* [WHAT IS EXPECTED]:
Your answer must be the lines of the entries below, exactly as written, from the first line through the line containing "pub use dao::PersistenceDao;".

Saved data entries
.....

//! Persistence workers: flush aggregation windows into storage.
//!
//! One flush cycle walks `Idle -> Draining -> Reconciling -> Writing -> Idle`:
//! swap the window and take the frozen records, merge each with its stored
//! value (when reconciliation is enabled), then submit one batch. The frozen
//! generation is released whatever the outcome, and nothing is retried.

pub mod dao;
pub mod memory;
pub mod scheduler;

use std::sync::atomic::{AtomicU8, Ordering};
use std::sync::Arc;
use std::time::Instant;

use apm_core::Record;
use async_trait::async_trait;
use futures_util::stream::{self, StreamExt};
use tracing::{debug, error, warn};

use crate::error::WorkerError;
use crate::window::Window;

pub use dao::PersistenceDao;
pub use memory::MemoryDao;
pub use scheduler::FlushScheduler;

/// Stored-value lookups in flight at once during reconciliation.
const LOOKUP_CONCURRENCY: usize = 32;

// ---------------------------------------------------------------------------
// State and report
// ---------------------------------------------------------------------------

/// Phase of a persistence worker's flush cycle.
#[derive(Debug, Clone, Copy, PartialEq, Eq)]
#[repr(u8)]
pub enum PersistenceState {
    Idle = 0,
    Draining = 1,
    Reconciling = 2,
    Writing = 3,
}

impl PersistenceState {
    fn from_u8(value: u8) -> Self {
        match value {
            1 => Self::Draining,
            2 => Self::Reconciling,
            3 => Self::Writing,
            _ => Self::Idle,
        }
    }
}

/// Outcome of one successful flush cycle.
#[derive(Debug, Clone, Copy, Default, PartialEq, Eq)]
pub struct FlushReport {
    /// Records taken from the frozen generation.
    pub drained: usize,
    pub inserted: usize,
    pub updated: usize,
    /// Records dropped because their stored value could not be read or merged.
    pub skipped: usize,
}

impl FlushReport {
    #[must_use]
    pub fn written(&self) -> usize {
        self.inserted + self.updated
    }
}

/// Object-safe handle on a persistence worker, used by the flush scheduler.
#[async_trait]
pub trait Flush: Send + Sync + 'static {
    fn role(&self) -> &str;

    /// Runs one complete flush cycle.
    async fn flush(&self) -> Result<FlushReport, WorkerError>;
}

// ---------------------------------------------------------------------------
// PersistenceWorker
// ---------------------------------------------------------------------------

/// Flushes one window into one DAO.
///
/// The worker is the only caller of the window's swap, so at most one frozen
/// generation exists at a time.
pub struct PersistenceWorker<D: PersistenceDao> {
    role: String,
    window: Arc<Window>,
    dao: Arc<D>,
    need_merge_db_data: bool,
    state: AtomicU8,
}

impl<D: PersistenceDao> PersistenceWorker<D> {
    /// `need_merge_db_data` enables reading stored values before writing.
    /// Without it every drained record is written as an insert.
    #[must_use]
    pub fn new(role: impl Into<String>, window: Arc<Window>, dao: Arc<D>, need_merge_db_data: bool) -> Self {
        Self {
            role: role.into(),
            window,
            dao,
            need_merge_db_data,
            state: AtomicU8::new(PersistenceState::Idle as u8),
        }
    }

    #[must_use]
    pub fn state(&self) -> PersistenceState {
        PersistenceState::from_u8(self.state.load(Ordering::Acquire))
    }

    #[must_use]
    pub fn window(&self) -> &Arc<Window> {
        &self.window
    }

    fn set_state(&self, state: PersistenceState) {
        self.state.store(state as u8, Ordering::Release);
    }

    /// Swaps the window and persists the frozen generation.
    ///
    /// # Errors
    ///
    /// Returns [`WorkerError::Window`] if a previous drain is still
    /// outstanding and [`WorkerError::PersistenceBatch`] if the batch write
    /// fails. The frozen generation is released in both cases.
    pub async fn flush(&self) -> Result<FlushReport, WorkerError> {
        let started = Instant::now();
        self.set_state(PersistenceState::Draining);

        let mut drain = match self.window.swap_and_lock() {
            Ok(drain) => drain,
            Err(err) => {
                self.set_state(PersistenceState::Idle);
                return Err(err.into());
            }
        };
        let records = drain.take_records();
        let result = self.persist(records).await;
        drain.finish_draining();
        self.set_state(PersistenceState::Idle);

        let elapsed = started.elapsed();
        metrics::histogram!("apm_flush_duration_seconds", "role" => self.role.clone())
            .record(elapsed.as_secs_f64());
        match &result {
            Ok(report) => {
                metrics::counter!("apm_flush_total", "role" => self.role.clone(), "outcome" => "ok")
                    .increment(1);
                metrics::counter!("apm_flush_records_total", "role" => self.role.clone())
                    .increment(report.written() as u64);
                if report.drained > 0 {
                    debug!(
                        role = %self.role,
                        drained = report.drained,
                        inserted = report.inserted,
                        updated = report.updated,
                        skipped = report.skipped,
                        elapsed_ms = elapsed.as_millis(),
                        "flush complete"
                    );
                }
            }
            Err(err) => {
                metrics::counter!("apm_flush_total", "role" => self.role.clone(), "outcome" => "error")
                    .increment(1);
                error!(role = %self.role, error = %err, elapsed_ms = elapsed.as_millis(), "flush failed");
            }
        }
        result
    }

    async fn persist(&self, records: Vec<Record>) -> Result<FlushReport, WorkerError> {
        let mut report = FlushReport {
            drained: records.len(),
            ..FlushReport::default()
        };
        if records.is_empty() {
            return Ok(report);
        }

        self.set_state(PersistenceState::Reconciling);
        let mut inserts = Vec::new();
        let mut updates = Vec::new();

        if self.need_merge_db_data {
            let lookups: Vec<(Record, anyhow::Result<Option<Record>>)> = stream::iter(records)
                .map(|record| async move {
                    let stored = self.dao.get(record.id(), record.schema()).await;
                    (record, stored)
                })
                .buffered(LOOKUP_CONCURRENCY)
                .collect()
                .await;

            for (record, stored) in lookups {
                match stored {
                    Ok(None) => inserts.push(self.dao.prepare_batch_insert(record)),
                    Ok(Some(mut stored)) => match stored.merge(&record) {
                        Ok(()) => updates.push(self.dao.prepare_batch_update(stored)),
                        Err(err) => {
                            report.skipped += 1;
                            warn!(role = %self.role, id = record.id(), error = %err, "skipping record: stored value does not merge");
                        }
                    },
                    Err(err) => {
                        report.skipped += 1;
                        warn!(role = %self.role, id = record.id(), error = %format!("{err:#}"), "skipping record: stored value lookup failed");
                    }
                }
            }
        } else {
            inserts.extend(records.into_iter().map(|record| self.dao.prepare_batch_insert(record)));
        }

        report.inserted = inserts.len();
        report.updated = updates.len();
        if report.written() == 0 {
            return Ok(report);
        }

        self.set_state(PersistenceState::Writing);
        self.dao
            .execute_batch(inserts, updates)
            .await
            .map_err(|source| WorkerError::PersistenceBatch {
                role: self.role.clone(),
                records: report.written(),
                source,
            })?;
        Ok(report)
    }
}

#[async_trait]
impl<D: PersistenceDao> Flush for PersistenceWorker<D> {
    fn role(&self) -> &str {
        &self.role
    }

    async fn flush(&self) -> Result<FlushReport, WorkerError> {
        PersistenceWorker::flush(self).await
    }
}

// ---------------------------------------------------------------------------
// Tests
// ---------------------------------------------------------------------------
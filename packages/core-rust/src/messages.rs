//! Wire format for records crossing node boundaries.
//!
//! A record travels as [`RemoteData`]: its define id plus six ordered arrays,
//! one per column kind, in schema slot order. Position carries meaning, so
//! sender and receiver must share the exact schema; there is no schema
//! evolution. Envelopes are serialized as `MsgPack` with named fields.

use serde::{Deserialize, Serialize};
use serde_bytes::ByteBuf;

use crate::record::Record;
use crate::schema::{ColumnKind, SchemaRegistry};

// ---------------------------------------------------------------------------
// Errors
// ---------------------------------------------------------------------------

/// Errors from encoding, decoding, or reinterpreting wire records.
#[derive(Debug, thiserror::Error)]
pub enum WireError {
    #[error("failed to encode remote message: {0}")]
    Encode(#[from] rmp_serde::encode::Error),
    #[error("failed to decode remote message: {0}")]
    Decode(#[from] rmp_serde::decode::Error),
    #[error("unknown define id {define_id}")]
    UnknownDefine { define_id: u32 },
    #[error("define {define_id} expects {expected} {kind} slots, got {actual}")]
    ShapeMismatch {
        define_id: u32,
        kind: ColumnKind,
        expected: usize,
        actual: usize,
    },
    #[error("record of define {define_id} has no id")]
    MissingId { define_id: u32 },
}

// ---------------------------------------------------------------------------
// RemoteData
// ---------------------------------------------------------------------------

/// Transport-neutral, positional representation of a [`Record`].
#[derive(Debug, Clone, PartialEq, Serialize, Deserialize)]
#[serde(rename_all = "camelCase")]
pub struct RemoteData {
    pub define_id: u32,
    pub data_strings: Vec<Option<String>>,
    pub data_longs: Vec<Option<i64>>,
    pub data_doubles: Vec<Option<f64>>,
    pub data_integers: Vec<Option<i32>>,
    pub data_booleans: Vec<Option<bool>>,
    pub data_bytes: Vec<Option<ByteBuf>>,
}

impl From<&Record> for RemoteData {
    fn from(record: &Record) -> Self {
        Self {
            define_id: record.define_id(),
            data_strings: record.strings.clone(),
            data_longs: record.longs.clone(),
            data_doubles: record.doubles.clone(),
            data_integers: record.integers.clone(),
            data_booleans: record.booleans.clone(),
            data_bytes: record
                .bytes
                .iter()
                .map(|slot| slot.clone().map(ByteBuf::from))
                .collect(),
        }
    }
}

impl RemoteData {
    fn check_len(&self, kind: ColumnKind, expected: usize, actual: usize) -> Result<(), WireError> {
        if expected == actual {
            Ok(())
        } else {
            Err(WireError::ShapeMismatch {
                define_id: self.define_id,
                kind,
                expected,
                actual,
            })
        }
    }

    /// Rebuilds the record using the schema registered for `define_id`.
    ///
    /// # Errors
    ///
    /// Returns [`WireError::UnknownDefine`] if no schema is registered for the
    /// define id, [`WireError::ShapeMismatch`] if any slot array length differs
    /// from the schema's capacity, and [`WireError::MissingId`] if the id slot
    /// is unset.
    pub fn into_record(self, schemas: &SchemaRegistry) -> Result<Record, WireError> {
        let schema = schemas
            .get(self.define_id)
            .ok_or(WireError::UnknownDefine {
                define_id: self.define_id,
            })?;

        let lengths = [
            (ColumnKind::String, self.data_strings.len()),
            (ColumnKind::Long, self.data_longs.len()),
            (ColumnKind::Double, self.data_doubles.len()),
            (ColumnKind::Integer, self.data_integers.len()),
            (ColumnKind::Boolean, self.data_booleans.len()),
            (ColumnKind::Bytes, self.data_bytes.len()),
        ];
        for (kind, actual) in lengths {
            self.check_len(kind, schema.capacity(kind), actual)?;
        }
        if self.data_strings.first().map_or(true, Option::is_none) {
            return Err(WireError::MissingId {
                define_id: self.define_id,
            });
        }

        let mut record = Record::empty(std::sync::Arc::clone(schema));
        record.strings = self.data_strings;
        record.longs = self.data_longs;
        record.doubles = self.data_doubles;
        record.integers = self.data_integers;
        record.booleans = self.data_booleans;
        record.bytes = self
            .data_bytes
            .into_iter()
            .map(|slot| slot.map(ByteBuf::into_vec))
            .collect();
        Ok(record)
    }
}

// ---------------------------------------------------------------------------
// RemoteMessage
// ---------------------------------------------------------------------------

/// Delivery semantics requested by the sender.
#[derive(Debug, Clone, Copy, PartialEq, Eq, Serialize, Deserialize)]
#[serde(rename_all = "camelCase")]
pub enum DispatchMode {
    /// Fire-and-forget: the receiver acknowledges once the record is queued.
    Tell,
    /// Request/response: the receiver acknowledges once the record is processed.
    Ask,
}

/// Envelope of one record sent to the worker of `role` on a peer node.
#[derive(Debug, Clone, PartialEq, Serialize, Deserialize)]
#[serde(rename_all = "camelCase")]
pub struct RemoteMessage {
    pub role: String,
    pub mode: DispatchMode,
    pub data: RemoteData,
}

impl RemoteMessage {
    #[must_use]
    pub fn new(role: impl Into<String>, mode: DispatchMode, record: &Record) -> Self {
        Self {
            role: role.into(),
            mode,
            data: RemoteData::from(record),
        }
    }

    /// Serializes the envelope as named-field `MsgPack`.
    ///
    /// # Errors
    ///
    /// Returns [`WireError::Encode`] if serialization fails.
    pub fn encode(&self) -> Result<Vec<u8>, WireError> {
        Ok(rmp_serde::to_vec_named(self)?)
    }

    /// Parses an envelope produced by [`RemoteMessage::encode`].
    ///
    /// # Errors
    ///
    /// Returns [`WireError::Decode`] on malformed input.
    pub fn decode(bytes: &[u8]) -> Result<Self, WireError> {
        Ok(rmp_serde::from_slice(bytes)?)
    }
}

// ---------------------------------------------------------------------------
// Tests
// ---------------------------------------------------------------------------
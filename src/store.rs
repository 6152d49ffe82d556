use std::io::Write;

use camino::{Utf8Path, Utf8PathBuf};
use tempfile::Builder;

use crate::error::ScrapeError;
use crate::fs_util::ensure_parent;

const FORBIDDEN_FILENAME_CHARS: &[char] = &['\\', '/', '*', '?', ':', '"', '<', '>', '|'];

/// Output tree rooted at the `--directory` argument.
#[derive(Debug, Clone)]
pub struct Store {
    root: Utf8PathBuf,
}

impl Store {
    pub fn new(root: Utf8PathBuf) -> Self {
        Self { root }
    }

    pub fn root(&self) -> &Utf8Path {
        &self.root
    }

    pub fn raw_dir(&self, year: &str) -> Utf8PathBuf {
        self.root.join("raw").join(sanitize_filename(year))
    }

    pub fn clean_dir(&self, year: &str) -> Utf8PathBuf {
        self.root.join("clean").join(sanitize_filename(year))
    }

    /// `<root>/raw/<year>/<sanitized "<year> <election> <race>">.xls`
    pub fn raw_path(&self, year: &str, election_name: &str, race_name: &str) -> Utf8PathBuf {
        let basename = sanitize_filename(&format!("{year} {election_name} {race_name}.xls"));
        self.raw_dir(year).join(basename)
    }

    /// Clean output for a raw export. The year comes from the raw file's
    /// directory, not from its contents.
    pub fn clean_path_for(&self, raw_path: &Utf8Path) -> Result<Utf8PathBuf, ScrapeError> {
        let year = raw_path
            .parent()
            .and_then(|parent| parent.file_name())
            .ok_or_else(|| ScrapeError::InvalidRawPath(raw_path.to_string()))?;
        let stem = raw_path
            .file_stem()
            .ok_or_else(|| ScrapeError::InvalidRawPath(raw_path.to_string()))?;
        Ok(self.clean_dir(year).join(format!("{stem}.tsv")))
    }

    pub fn write_raw(
        &self,
        year: &str,
        election_name: &str,
        race_name: &str,
        content: &[u8],
    ) -> Result<Utf8PathBuf, ScrapeError> {
        let path = self.raw_path(year, election_name, race_name);
        Self::write_bytes_atomic(&path, content)?;
        Ok(path)
    }

    /// Writes through a temp file in the target directory and persists it
    /// over `path`. Concurrent writers race; the last one wins.
    pub fn write_bytes_atomic(path: &Utf8Path, content: &[u8]) -> Result<(), ScrapeError> {
        ensure_parent(path.as_std_path())?;
        let parent = path
            .parent()
            .filter(|parent| !parent.as_str().is_empty())
            .unwrap_or(Utf8Path::new("."));
        let mut temp = Builder::new()
            .prefix(".precinct-results")
            .tempfile_in(parent.as_std_path())
            .map_err(|err| ScrapeError::Filesystem(err.to_string()))?;
        temp.write_all(content)
            .map_err(|err| ScrapeError::Filesystem(err.to_string()))?;
        temp.persist(path.as_std_path())
            .map_err(|err| ScrapeError::Filesystem(err.to_string()))?;
        Ok(())
    }
}

/// Removes `\ / * ? : " < > |`; every other character is kept as is.
pub fn sanitize_filename(name: &str) -> String {
    name.chars()
        .filter(|ch| !FORBIDDEN_FILENAME_CHARS.contains(ch))
        .collect()
}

.....

* [ANSWER TO THIS PROBLEM]:
//! Persistence workers: flush aggregation windows into storage.
//!
//! One flush cycle walks `Idle -> Draining -> Reconciling -> Writing -> Idle`:
//! swap the window and take the frozen records, merge each with its stored
//! value (when reconciliation is enabled), then submit one batch. The frozen
//! generation is released whatever the outcome, and nothing is retried.

pub mod dao;
pub mod memory;
pub mod scheduler;

use std::sync::atomic::{AtomicU8, Ordering};
use std::sync::Arc;
use std::time::Instant;

use apm_core::Record;
use async_trait::async_trait;
use futures_util::stream::{self, StreamExt};
use tracing::{debug, error, warn};

use crate::error::WorkerError;
use crate::window::Window;

pub use dao::PersistenceDao;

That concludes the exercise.